Mais quand on est dans une interview, ou entre deux morceaux, dans un live, on est plus dans le cadre d’une œuvre d’art et il faut faire un peu plus attention à ce que l’on dit, car cela pourrait rentrer dans le cadre de l’injure publique, de l’incitation à la haine… C’est ce qui était arrivé à NTM, lors d’un concert où ils insultaient la police aussi entre les morceaux. Ils avaient été attaqués par différents syndicats de police et condamnés.

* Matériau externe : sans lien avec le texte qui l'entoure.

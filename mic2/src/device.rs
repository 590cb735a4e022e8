use crate::error::Result;
use crate::settings::Settings;
use log::debug;
#[cfg(any(feature = "io", feature = "gps", feature = "audio"))]
use log::warn;
#[cfg(feature = "audio")]
use mic2_audio::{AudioCapture, AudioFormat, CaptureState};
use mic2_types::UsbIdentity;
#[cfg(feature = "gps")]
use mic2_types::GPSInfo;
#[cfg(feature = "io")]
use mic2_usb::bitio::BitIoController;
#[cfg(feature = "gps")]
use mic2_usb::gps::GpsEngine;
use mic2_usb::transport::{Transport, UsbDeviceInfo};
use std::fmt::{Debug, Display, Formatter};
#[cfg(feature = "audio")]
use std::path::Path;
use std::sync::Arc;

/// A single MIC2, with its Digital I/O, GPS and Audio.
///
/// Each subsystem guards its own state, so different threads may drive different subsystems at
/// the same time. Dropping the device closes anything still open.
///
/// The subsystems are behind the `io`, `gps` and `audio` features, all enabled by default.
pub struct Device {
    serial_number: String,
    io_device: UsbDeviceInfo,
    gps_device: Option<UsbDeviceInfo>,
    audio_device: Option<UsbDeviceInfo>,

    #[cfg(feature = "io")]
    io: BitIoController,
    #[cfg(feature = "gps")]
    gps: GpsEngine,
    #[cfg(feature = "audio")]
    audio: AudioCapture,
}

impl Device {
    #[cfg_attr(
        not(all(feature = "io", feature = "gps", feature = "audio")),
        allow(unused_variables)
    )]
    pub(crate) fn new(
        transport: Arc<dyn Transport>,
        settings: &Settings,
        serial_number: String,
        io_device: UsbDeviceInfo,
        gps_device: Option<UsbDeviceInfo>,
        audio_device: Option<UsbDeviceInfo>,
    ) -> Self {
        debug!(
            "Building MIC2 {} (GPS: {}, Audio: {})",
            serial_number,
            gps_device.is_some(),
            audio_device.is_some()
        );

        Self {
            #[cfg(feature = "io")]
            io: BitIoController::new(transport.clone(), io_device.clone()),
            #[cfg(feature = "gps")]
            gps: GpsEngine::new(transport.clone(), gps_device.clone(), settings.gps_options()),
            #[cfg(feature = "audio")]
            audio: AudioCapture::new(transport, audio_device.clone(), settings.capture_options()),
            serial_number,
            io_device,
            gps_device,
            audio_device,
        }
    }

    pub fn serial_number(&self) -> &str {
        &self.serial_number
    }

    pub fn has_gps(&self) -> bool {
        self.gps_device.is_some()
    }

    /// Where the Digital I/O function sits on the bus.
    pub fn usb_identity(&self) -> UsbIdentity {
        self.io_device.identity()
    }

    pub fn gps_usb_identity(&self) -> Option<UsbIdentity> {
        self.gps_device.as_ref().map(|device| device.identity())
    }

    pub fn audio_usb_identity(&self) -> Option<UsbIdentity> {
        self.audio_device.as_ref().map(|device| device.identity())
    }

    #[cfg(feature = "io")]
    pub fn io(&self) -> &BitIoController {
        &self.io
    }

    #[cfg(feature = "gps")]
    pub fn gps(&self) -> &GpsEngine {
        &self.gps
    }

    #[cfg(feature = "audio")]
    pub fn audio(&self) -> &AudioCapture {
        &self.audio
    }
}

#[cfg(feature = "io")]
impl Device {
    pub fn io_open(&self) -> Result<()> {
        Ok(self.io.open()?)
    }

    pub fn io_close(&self) -> Result<()> {
        Ok(self.io.close()?)
    }

    pub fn io_is_open(&self) -> bool {
        self.io.is_open()
    }

    pub fn io_set_bitmode_raw(&self, mask: u8) -> Result<()> {
        Ok(self.io.set_bitmode_raw(mask)?)
    }

    pub fn io_read_pins_raw(&self) -> Result<u8> {
        Ok(self.io.read_pins_raw()?)
    }

    pub fn io_buzzer_enable(&self, enabled: bool) -> Result<()> {
        Ok(self.io.buzzer_enable(enabled)?)
    }

    pub fn io_buzzer_is_enabled(&self) -> Result<bool> {
        Ok(self.io.buzzer_is_enabled()?)
    }

    pub fn io_gpsled_enable(&self, enabled: bool) -> Result<()> {
        Ok(self.io.gps_led_enable(enabled)?)
    }

    pub fn io_gpsled_is_enabled(&self) -> Result<bool> {
        Ok(self.io.gps_led_is_enabled()?)
    }

    pub fn io_button_is_pressed(&self) -> Result<bool> {
        Ok(self.io.button_is_pressed()?)
    }
}

#[cfg(feature = "gps")]
impl Device {
    pub fn gps_open(&self) -> Result<()> {
        Ok(self.gps.open()?)
    }

    pub fn gps_close(&self) -> Result<()> {
        Ok(self.gps.close()?)
    }

    pub fn gps_is_open(&self) -> bool {
        self.gps.is_open()
    }

    pub fn gps_has_lock(&self) -> Result<bool> {
        Ok(self.gps.has_lock()?)
    }

    pub fn gps_info(&self) -> Result<GPSInfo> {
        Ok(self.gps.info()?)
    }
}

#[cfg(feature = "audio")]
impl Device {
    pub fn audio_start(&self, sample_rate: u32) -> Result<()> {
        Ok(self.audio.start(sample_rate)?)
    }

    pub fn audio_stop(&self) -> Result<()> {
        Ok(self.audio.stop()?)
    }

    pub fn audio_save(&self, path: impl AsRef<Path>) -> Result<AudioFormat> {
        Ok(self.audio.save(path.as_ref())?)
    }
}

impl Display for Device {
    fn fmt(&self, f: &mut Formatter<'_>) -> std::fmt::Result {
        write!(f, "neoVI MIC2 {}", self.serial_number)
    }
}

impl Debug for Device {
    fn fmt(&self, f: &mut Formatter<'_>) -> std::fmt::Result {
        let mut debug = f.debug_struct("Device");
        debug
            .field("serial_number", &self.serial_number)
            .field("usb_identity", &self.usb_identity())
            .field("has_gps", &self.has_gps());
        #[cfg(feature = "io")]
        debug.field("io_open", &self.io.is_open());
        #[cfg(feature = "gps")]
        debug.field("gps_open", &self.gps.is_open());
        #[cfg(feature = "audio")]
        debug.field("audio", &self.audio.state());
        debug.finish()
    }
}

impl Drop for Device {
    fn drop(&mut self) {
        #[cfg(feature = "audio")]
        if self.audio.state() == CaptureState::Capturing {
            if let Err(error) = self.audio.stop() {
                warn!("{}: audio capture failed while stopping: {}", self, error);
            }
        }
        #[cfg(feature = "gps")]
        if let Err(error) = self.gps.close() {
            warn!("{}: unable to close GPS: {}", self, error);
        }
        #[cfg(feature = "io")]
        if let Err(error) = self.io.close() {
            warn!("{}: unable to close Digital I/O: {}", self, error);
        }
        debug!("{} released", self);
    }
}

Dans le cas de Marc Rebillet, on est sur une performance live et ce ne sont pas les paroles d’une de ses chansons habituelles, donc si on suit la logique définie plus haut, il pourrait être attaqué. J’ai quand même appelé un avocat, Maître Tabula, spécialisé dans les questions de droits d’auteurs et très impliqué dans les questions de droits dans le secteur du rap.
« Les répercussions pour les artistes, elles sont quasi nulles »
Maître Tabula
De son côté, rien de nouveau sous le soleil. Il classe cet épisode du côté des tentatives de créer un engouement médiatique autour d’un projet musical (et il est vrai, cet article en est une preuve de plus, que c’est efficace) et précise que ”les répercussions pour les artistes, elles sont quasi nulles. Elles sont plutôt très bénéfiques parce que ça met en lumière leurs morceaux”. Même s’il admet qu’ “(…) en fonction de la gravité et de la sensibilité de la personne qui est visée par l’injure, elle peut, avec son avocat, décider de poursuivre l’artiste pour injure publique, pour propos homophobes (ndlr. Marc Rebillet traite E.Macron “d’enculé”), pour des propos qui portent atteinte à l’honneur, la dignité de la fonction”*.
Il ne se fait pas de soucis pour Marc Rebillet pour autant. Selon lui, très peu de chance que le président prenne le temps d’attaquer en justice, donc très publiquement, un artiste qui l’a insulté sur scène.
Pour ce qui est du bras de fer entre le festival Touquet Music Beach et Marc Rebillet qui sont toujours en désaccord au sujet du cachet lié à la performance, on en saura plus dans les jours qui viennent.
*propos récupérés lors d’un entretien entre l’auteur et Maître Tabula.
Un texte issu de C’est Bola vie, la chronique hebdomadaire (lundi au vendredi, 8h45) de David Bola dans Un Nova jour se lève.